The boat is available not only for WCFD, but also for the Broad and Gales Creek Volunteer Department and the Swansboro Fire and Rescue Department.

WCFD Capt. Dustin Pelkey said the boat is more than adequate, especially considering what it was – a basic net boat – before it was donated to the department in the early 2000s.

It’s got radar, which is essential at night or during low-light and stormy conditions, and department personnel practiced using it during the daylight training Tuesday.

It’s also got a T-top and a center console and side-scan sonar, which is key to searching the bottom for a drowning victim, and the sonar maps the bottom on a screen so personnel won’t waste time searching the same path twice.

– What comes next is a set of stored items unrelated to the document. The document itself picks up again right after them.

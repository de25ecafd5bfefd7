/// How the store's own bookkeeping changed
#[derive(Clone, Copy, Debug, PartialEq, Eq)]
pub enum StateChange {
    /// A newer timestamp replaced the slot
    UpdatedTimestamp,
    /// Same timestamp, the tie-break picked the incoming message
    UpdatedData,
    AppendedData,
    EntityDeleted,
    /// Idempotent re-application
    Unchanged,
}

/// What the world has to do in response to an accepted message
#[derive(Clone, Copy, Debug, PartialEq, Eq, Hash)]
pub enum ReconciliationEffect {
    NoChanges,
    ComponentAdded,
    ComponentModified,
    ComponentDeleted,
    EntityDeleted,
}

#[derive(Clone, Copy, Debug, PartialEq, Eq)]
pub enum RejectReason {
    OutdatedTimestamp,
    OutdatedData,
    EntityWasDeleted,
    UnsupportedMessageType,
}

#[derive(Clone, Copy, Debug, PartialEq, Eq)]
pub struct AcceptedOutcome {
    pub change: StateChange,
    pub effect: ReconciliationEffect,
}

/// Result of offering one message to the store. Rejections are ordinary
/// outcomes, not errors.
#[derive(Clone, Copy, Debug, PartialEq, Eq)]
pub enum Reconciliation {
    Accepted(AcceptedOutcome),
    Rejected(RejectReason),
}

impl Reconciliation {
    pub(crate) fn accepted(change: StateChange, effect: ReconciliationEffect) -> Self {
        Self::Accepted(AcceptedOutcome { change, effect })
    }

    pub fn is_accepted(&self) -> bool {
        matches!(self, Self::Accepted(_))
    }

    /// `NoChanges` for rejected messages
    pub fn effect(&self) -> ReconciliationEffect {
        match self {
            Self::Accepted(outcome) => outcome.effect,
            Self::Rejected(_) => ReconciliationEffect::NoChanges,
        }
    }

    pub fn reject_reason(&self) -> Option<RejectReason> {
        match self {
            Self::Accepted(_) => None,
            Self::Rejected(reason) => Some(*reason),
        }
    }
}
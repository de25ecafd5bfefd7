pub mod crdt_entity;
pub mod entity_number_arena;
pub mod error;
pub mod special_entities;
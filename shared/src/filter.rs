//! Strips messages that must never leave the local process from a batch.

use thiserror::Error;

use crate::{
    codec::MessageHeader,
    messages::{
        constants::{BATCH_PREFIX_LENGTH, COMPONENT_ID_OFFSET, MESSAGE_HEADER_LENGTH},
        message_type::CrdtMessageType,
    },
    world::component::NO_SYNC_COMPONENT_ID,
};

#[derive(Debug, Clone, Copy, PartialEq, Eq, Error)]
pub enum FilterError {
    #[error("filter output holds {output} bytes but the input batch is {input} bytes")]
    OutputTooSmall { input: usize, output: usize },
}

/// Copies `input` into `output`, dropping every network PUT of the no-sync
/// component. Returns the number of bytes written.
///
/// The prefix byte is copied verbatim. Walking stops quietly once fewer than
/// a header's worth of bytes remain, or a header declares more bytes than are
/// left; that tail is discarded.
pub fn filter_batch(input: &[u8], output: &mut [u8]) -> Result<usize, FilterError> {
    if output.len() < input.len() {
        return Err(FilterError::OutputTooSmall {
            input: input.len(),
            output: output.len(),
        });
    }
    if input.len() < BATCH_PREFIX_LENGTH {
        return Ok(0);
    }

    output[..BATCH_PREFIX_LENGTH].copy_from_slice(&input[..BATCH_PREFIX_LENGTH]);
    let mut written = BATCH_PREFIX_LENGTH;
    let mut offset = BATCH_PREFIX_LENGTH;

    while let Some(header) = MessageHeader::peek(&input[offset..]) {
        let length = header.length();
        // a zero/undersized length would never advance
        if length < MESSAGE_HEADER_LENGTH || length > input.len() - offset {
            break;
        }

        let message = &input[offset..offset + length];
        if !is_no_sync_network_put(header, message) {
            output[written..written + length].copy_from_slice(message);
            written += length;
        }
        offset += length;
    }

    Ok(written)
}

/// Allocating convenience over [`filter_batch`]
pub fn filter_batch_to_vec(input: &[u8]) -> Vec<u8> {
    let mut output = vec![0; input.len()];
    // output is sized to the input, so this cannot fail
    let written = filter_batch(input, &mut output).unwrap_or(0);
    output.truncate(written);
    output
}

fn is_no_sync_network_put(header: MessageHeader, message: &[u8]) -> bool {
    if header.message_type() != Some(CrdtMessageType::PutComponentNetwork) {
        return false;
    }
    let Some(component_bytes) = message.get(COMPONENT_ID_OFFSET..COMPONENT_ID_OFFSET + 4) else {
        return false;
    };
    let mut component_id = [0u8; 4];
    component_id.copy_from_slice(component_bytes);
    u32::from_le_bytes(component_id) == NO_SYNC_COMPONENT_ID
}
/// Assert that a world object mirrors `entity` with exactly `data` for `component`
#[macro_export]
macro_rules! assert_component {
    ($world:expr, $entity:expr, $component:expr, $data:expr) => {
        assert_eq!(
            $world.component($entity, $component),
            Some(&$data[..]),
            "Component {} of {:?} does not match",
            $component,
            $entity
        );
    };
}

/// Assert that the world holds no object for `entity`
#[macro_export]
macro_rules! assert_no_entity {
    ($world:expr, $entity:expr) => {
        assert!(
            $world.object_for($entity).is_none(),
            "World still holds an object for {:?}",
            $entity
        );
    };
}
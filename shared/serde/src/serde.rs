use crate::{byte_reader::ByteReader, byte_writer::ByteWriter, error::SerdeErr};

/// A type with a fixed little-endian wire representation
pub trait Serde: Sized {
    fn ser(&self, writer: &mut ByteWriter);

    fn de(reader: &mut ByteReader) -> Result<Self, SerdeErr>;

    /// Number of bytes `ser` will write
    fn byte_length(&self) -> usize;
}

/// Implemented by types whose encoded length never depends on the value
pub trait ConstByteLength {
    fn const_byte_length() -> usize;
}
use std::default::Default;

/// Contains Config properties which will be used by a [`CrdtProtocol`](super::CrdtProtocol)
#[derive(Clone, Debug)]
pub struct ProtocolConfig {
    /// How many entries an APPEND_COMPONENT log keeps per (entity, component)
    /// before the oldest are evicted. Values below 1 are treated as 1.
    pub max_append_components: usize,
}

impl ProtocolConfig {
    pub const DEFAULT_MAX_APPEND_COMPONENTS: usize = 100;
}

impl Default for ProtocolConfig {
    fn default() -> Self {
        Self {
            max_append_components: Self::DEFAULT_MAX_APPEND_COMPONENTS,
        }
    }
}
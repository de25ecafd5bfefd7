/// Caps how many world operations `WorldBridge::ingest` performs in a frame.
///
/// Operations that do not fit are left queued for the next frame.
pub trait IngestBudget {
    /// Called once at the start of each frame
    fn begin_frame(&mut self) {}

    /// Claims room for one operation, `false` once the frame is spent
    fn try_consume(&mut self) -> bool;
}

/// Never defers anything
#[derive(Clone, Copy, Debug, Default)]
pub struct Unlimited;

impl IngestBudget for Unlimited {
    fn try_consume(&mut self) -> bool {
        true
    }
}

/// A fixed number of operations per frame
#[derive(Clone, Debug)]
pub struct PerFrameBudget {
    per_frame: usize,
    remaining: usize,
}

impl PerFrameBudget {
    pub fn new(per_frame: usize) -> Self {
        Self {
            per_frame,
            remaining: per_frame,
        }
    }

    pub fn remaining(&self) -> usize {
        self.remaining
    }
}

impl IngestBudget for PerFrameBudget {
    fn begin_frame(&mut self) {
        self.remaining = self.per_frame;
    }

    fn try_consume(&mut self) -> bool {
        if self.remaining == 0 {
            return false;
        }
        self.remaining -= 1;
        true
    }
}
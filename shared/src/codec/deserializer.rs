use std::borrow::Cow;

use scenesync_serde::{ByteReader, Serde};

use crate::{
    codec::{
        error::{CodecError, MalformedReason},
        header::MessageHeader,
    },
    messages::{
        constants::MESSAGE_HEADER_LENGTH, crdt_message::CrdtMessage,
        message_type::CrdtMessageType,
    },
    world::entity::crdt_entity::CrdtEntity,
};

/// Decodes the message at the start of `bytes`, returning it together with
/// the number of bytes it occupied. The payload borrows from `bytes`.
pub fn decode(bytes: &[u8]) -> Result<(CrdtMessage<'_>, usize), CodecError> {
    decode_at(bytes, 0)
}

/// Decodes consecutive messages until `bytes` is exhausted.
///
/// Stops at the first malformed message: everything decoded before it stays
/// in `output` and the error is returned. Returns the number of bytes consumed
/// on success.
pub fn decode_batch<'a>(
    bytes: &'a [u8],
    output: &mut Vec<CrdtMessage<'a>>,
) -> Result<usize, CodecError> {
    let mut offset = 0;
    while offset < bytes.len() {
        let (message, consumed) = decode_at(&bytes[offset..], offset)?;
        output.push(message);
        offset += consumed;
    }
    Ok(offset)
}

/// Number of bytes a message type needs at minimum, header included
pub fn minimum_length(message_type: CrdtMessageType) -> usize {
    MESSAGE_HEADER_LENGTH + message_type.body_prefix_length()
}

fn decode_at(bytes: &[u8], offset: usize) -> Result<(CrdtMessage<'_>, usize), CodecError> {
    let malformed = |reason| CodecError::malformed(offset, reason);

    let header = MessageHeader::peek(bytes).ok_or(malformed(MalformedReason::TruncatedHeader {
        remaining: bytes.len(),
    }))?;
    let message_type = header.message_type().ok_or(malformed(MalformedReason::UnknownType {
        ordinal: header.type_ordinal,
    }))?;

    let minimum = minimum_length(message_type);
    let declared = header.length();
    if declared < minimum {
        return Err(malformed(MalformedReason::LengthTooSmall {
            declared: header.length,
            minimum,
        }));
    }
    if declared > bytes.len() {
        return Err(malformed(MalformedReason::LengthExceedsBuffer {
            declared: header.length,
            remaining: bytes.len(),
        }));
    }
    // fixed-size messages carry nothing past their body
    if !message_type.has_payload() && declared != minimum {
        return Err(malformed(MalformedReason::DataLengthMismatch {
            declared: header.length,
            available: minimum,
        }));
    }

    let mut reader = ByteReader::new(&bytes[MESSAGE_HEADER_LENGTH..declared]);
    let message = read_body(&mut reader, message_type).map_err(malformed)?;

    Ok((message, declared))
}

fn read_body<'a>(
    reader: &mut ByteReader<'a>,
    message_type: CrdtMessageType,
) -> Result<CrdtMessage<'a>, MalformedReason> {
    let message = match message_type {
        CrdtMessageType::PutComponent | CrdtMessageType::AppendComponent => {
            let entity = CrdtEntity::de(reader)?;
            let component_id = reader.read_u32()?;
            let timestamp = reader.read_u32()?;
            let data = read_payload(reader)?;
            if message_type == CrdtMessageType::PutComponent {
                CrdtMessage::put(entity, component_id, timestamp, Cow::Borrowed(data))
            } else {
                CrdtMessage::append(entity, component_id, timestamp, Cow::Borrowed(data))
            }
        }
        CrdtMessageType::PutComponentNetwork => {
            let entity = CrdtEntity::de(reader)?;
            let component_id = reader.read_u32()?;
            let timestamp = reader.read_u32()?;
            let network_id = reader.read_u32()?;
            let data = read_payload(reader)?;
            CrdtMessage::put_network(
                entity,
                component_id,
                timestamp,
                network_id,
                Cow::Borrowed(data),
            )
        }
        CrdtMessageType::DeleteComponent => {
            let entity = CrdtEntity::de(reader)?;
            let component_id = reader.read_u32()?;
            let timestamp = reader.read_u32()?;
            CrdtMessage::delete_component(entity, component_id, timestamp)
        }
        CrdtMessageType::DeleteComponentNetwork => {
            let entity = CrdtEntity::de(reader)?;
            let component_id = reader.read_u32()?;
            let timestamp = reader.read_u32()?;
            let network_id = reader.read_u32()?;
            CrdtMessage::delete_component_network(entity, component_id, timestamp, network_id)
        }
        CrdtMessageType::DeleteEntity => {
            let entity = CrdtEntity::de(reader)?;
            CrdtMessage::delete_entity(entity)
        }
        CrdtMessageType::DeleteEntityNetwork => {
            let entity = CrdtEntity::de(reader)?;
            let network_id = reader.read_u32()?;
            CrdtMessage::delete_entity_network(entity, network_id)
        }
        CrdtMessageType::None | CrdtMessageType::MaxMessageType => {
            CrdtMessage::sentinel(message_type)
        }
    };
    Ok(message)
}

fn read_payload<'a>(reader: &mut ByteReader<'a>) -> Result<&'a [u8], MalformedReason> {
    let data_length = reader.read_u32()?;
    let available = reader.remaining();
    if data_length as usize != available {
        return Err(MalformedReason::DataLengthMismatch {
            declared: data_length,
            available,
        });
    }
    Ok(reader.read_bytes(available)?)
}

Department personnel made all the modifications to the boat to make it the great tool it now is, Capt. Pelkey said. The installation of the modifications also saved the department money, which is crucial in a time of tight budgets.

When Assistant Chief Penuel said all department personnel receive the training, he wasn’t kidding. Even Nala, the department’s canine, took a trip out Tuesday, wearing a safety vest like all the other personnel.

Nala, who is about 3 years old, has been trained by her owner and handler, department volunteer Josh Young, since she was 9 weeks old.

She’s a search dog, and recently aided the Carteret County Sheriff’s Office in finding a person in a case Mr. Young said he couldn’t discuss.

For water duty, he said, Nala would be most useful in searching for someone on the numerous islands in the sound or the area’s rivers and creeks.

“If we find a beach towel or something like that, she can track someone by that,” he said.